TASK INSTRUCTIONS ▸
Print every record exactly, omitting none.

□ □ □ □ □ □ □

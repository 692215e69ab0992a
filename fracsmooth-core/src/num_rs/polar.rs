use crate::{Error, Result};
use ndarray::{Array, ArrayBase, Data, Dimension, Zip};
use num_complex::Complex;

/// Elementwise phase angle in radians, as `numpy.angle`.
pub fn angle<S, D>(z: &ArrayBase<S, D>) -> Array<f64, D>
where
    S: Data<Elem = Complex<f64>>,
    D: Dimension,
{
    z.mapv(|c| c.arg())
}

/// Elementwise magnitude, as `numpy.abs` on complex input.
pub fn abs<S, D>(z: &ArrayBase<S, D>) -> Array<f64, D>
where
    S: Data<Elem = Complex<f64>>,
    D: Dimension,
{
    z.mapv(|c| c.norm())
}

/// Combine amplitude and phase arrays into cartesian complex values.
///
/// Each output element is `a * (cos(p) + i sin(p))`.
///
/// # Errors
/// [`Error::ShapeMismatch`] if `amplitude` and `phase` differ in shape.
///
/// # Examples
/// ```
/// use ndarray::array;
/// use fracsmooth_core::num_rs::polar2cartesian;
///
/// let z = polar2cartesian(&array![2.0, 1.0], &array![0.0, 0.0]).unwrap();
/// assert_eq!(z[0].re, 2.0);
/// assert_eq!(z[1].im, 0.0);
/// ```
pub fn polar2cartesian<S1, S2, D>(
    amplitude: &ArrayBase<S1, D>,
    phase: &ArrayBase<S2, D>,
) -> Result<Array<Complex<f64>, D>>
where
    S1: Data<Elem = f64>,
    S2: Data<Elem = f64>,
    D: Dimension,
{
    if amplitude.shape() != phase.shape() {
        return Err(Error::ShapeMismatch {
            left: amplitude.shape().to_vec(),
            right: phase.shape().to_vec(),
        });
    }
    Ok(Zip::from(amplitude)
        .and(phase)
        .map_collect(|&a, &p| Complex::from_polar(a, p)))
}

#[cfg(test)]
mod tests {
    use super::*;
    use approx::assert_abs_diff_eq;
    use core::f64::consts::FRAC_PI_2;
    use ndarray::{array, Array2};

    #[test]
    fn angle_and_abs_split_polar_form() {
        let z = array![Complex::new(0.0, 2.0), Complex::new(-3.0, 0.0)];
        let a = abs(&z);
        let p = angle(&z);
        assert_abs_diff_eq!(a[0], 2.0);
        assert_abs_diff_eq!(a[1], 3.0);
        assert_abs_diff_eq!(p[0], FRAC_PI_2);
        assert_abs_diff_eq!(p[1], core::f64::consts::PI);
    }

    #[test]
    fn polar2cartesian_inverts_angle_and_abs() {
        let z = array![
            [Complex::new(1.0, -1.0), Complex::new(0.25, 4.0)],
            [Complex::new(-2.0, 0.5), Complex::new(0.0, 0.0)]
        ];
        let back = polar2cartesian(&abs(&z), &angle(&z)).expect("same shape");
        for (x, y) in z.iter().zip(back.iter()) {
            assert_abs_diff_eq!(x.re, y.re, epsilon = 1e-12);
            assert_abs_diff_eq!(x.im, y.im, epsilon = 1e-12);
        }
    }

    #[test]
    fn polar2cartesian_rejects_shape_mismatch() {
        let amplitude = Array2::<f64>::zeros((2, 3));
        let phase = Array2::<f64>::zeros((3, 2));
        let err = polar2cartesian(&amplitude, &phase).expect_err("shapes differ");
        assert_eq!(
            err,
            Error::ShapeMismatch {
                left: vec![2, 3],
                right: vec![3, 2],
            }
        );
    }
}
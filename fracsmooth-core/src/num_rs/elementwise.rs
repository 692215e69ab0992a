use ndarray::{ArrayBase, DataMut, Dimension};

/// Replace non-finite entries in place, as `numpy.nan_to_num`.
///
/// `NaN` becomes `nan`, `+inf` becomes `posinf` and `-inf` becomes `neginf`.
pub fn nan_to_num<S, D>(x: &mut ArrayBase<S, D>, nan: f64, posinf: f64, neginf: f64)
where
    S: DataMut<Elem = f64>,
    D: Dimension,
{
    x.mapv_inplace(|v| {
        if v.is_nan() {
            nan
        } else if v == f64::INFINITY {
            posinf
        } else if v == f64::NEG_INFINITY {
            neginf
        } else {
            v
        }
    });
}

□ □ □ □ □ □ □

WORKED SOLUTION ▸
repository 692215e69ab0992a
filename fracsmooth-core/src/num_rs/polar.rs
use crate::{Error, Result};
use ndarray::{Array, ArrayBase, Data, Dimension, Zip};
use num_complex::Complex;

/// Elementwise phase angle in radians, as `numpy.angle`.
pub fn angle<S, D>(z: &ArrayBase<S, D>) -> Array<f64, D>
where
    S: Data<Elem = Complex<f64>>,
    D: Dimension,
{
    z.mapv(|c| c.arg())
}

/// Elementwise magnitude, as `numpy.abs` on complex input.
pub fn abs<S, D>(z: &ArrayBase<S, D>) -> Array<f64, D>
where
    S: Data<Elem = Complex<f64>>,
    D: Dimension,
{
    z.mapv(|c| c.norm())
}

/// Combine amplitude and phase arrays into cartesian complex values.
///
/// Each output element is `a * (cos(p) + i sin(p))`.
///
/// # Errors
/// [`Error::ShapeMismatch`] if `amplitude` and `phase` differ in shape.
///
/// # Examples
/// ```
/// use ndarray::array;
/// use fracsmooth_core::num_rs::polar2cartesian;
///
/// let z = polar2cartesian(&array![2.0, 1.0], &array![0.0, 0.0]).unwrap();
/// assert_eq!(z[0].re, 2.0);
/// assert_eq!(z[1].im, 0.0);
/// ```
pub fn polar2cartesian<S1, S2, D>(
    amplitude: &ArrayBase<S1, D>,
    phase: &ArrayBase<S2, D>,
) -> Result<Array<Complex<f64>, D>>
where
    S1: Data<Elem = f64>,
    S2: Data<Elem = f64>,
    D: Dimension,
{
    if amplitude.shape() != phase.shape() {
        return Err(Error::ShapeMismatch {
            left: amplitude.shape().to_vec(),
            right: phase.shape().to_vec(),
        });
    }
    Ok(Zip::from(amplitude)
        .and(phase)
        .map_collect(|&a, &p| Complex::from_polar(a, p)))
}

#[cfg(test)]
mod tests {
    use super::*;
    use approx::assert_abs_diff_eq;
    use core::f64::consts::FRAC_PI_2;
    use ndarray::{array, Array2};

    #[test]
    fn angle_and_abs_split_polar_form() {
        let z = array![Complex::new(0.0, 2.0), Complex::new(-3.0, 0.0)];
        let a = abs(&z);
        let p = angle(&z);
        assert_abs_diff_eq!(a[0], 2.0);
        assert_abs_diff_eq!(a[1], 3.0);
        assert_abs_diff_eq!(p[0], FRAC_PI_2);
        assert_abs_diff_eq!(p[1], core::f64::consts::PI);
    }

    #[test]
    fn polar2cartesian_inverts_angle_and_abs() {
        let z = array![
            [Complex::new(1.0, -1.0), Complex::new(0.25, 4.0)],
            [Complex::new(-2.0, 0.5), Complex::new(0.0, 0.0)]
        ];
        let back = polar2cartesian(&abs(&z), &angle(&z)).expect("same shape");
        for (x, y) in z.iter().zip(back.iter()) {
            assert_abs_diff_eq!(x.re, y.re, epsilon = 1e-12);
            assert_abs_diff_eq!(x.im, y.im, epsilon = 1e-12);
        }
    }

    #[test]
    fn polar2cartesian_rejects_shape_mismatch() {
        let amplitude = Array2::<f64>::zeros((2, 3));
        let phase = Array2::<f64>::zeros((3, 2));
        let err = polar2cartesian(&amplitude, &phase).expect_err("shapes differ");
        assert_eq!(
            err,
            Error::ShapeMismatch {
                left: vec![2, 3],
                right: vec![3, 2],
            }
        );
    }
}
filename fracsmooth-core/src/num_rs/elementwise.rs
repository 692215e69ab0992a
use ndarray::{ArrayBase, DataMut, Dimension};

/// Replace non-finite entries in place, as `numpy.nan_to_num`.
///
/// `NaN` becomes `nan`, `+inf` becomes `posinf` and `-inf` becomes `neginf`.
pub fn nan_to_num<S, D>(x: &mut ArrayBase<S, D>, nan: f64, posinf: f64, neginf: f64)
where
    S: DataMut<Elem = f64>,
    D: Dimension,
{
    x.mapv_inplace(|v| {
        if v.is_nan() {
            nan
        } else if v == f64::INFINITY {
            posinf
        } else if v == f64::NEG_INFINITY {
            neginf
        } else {
            v
        }
    });
}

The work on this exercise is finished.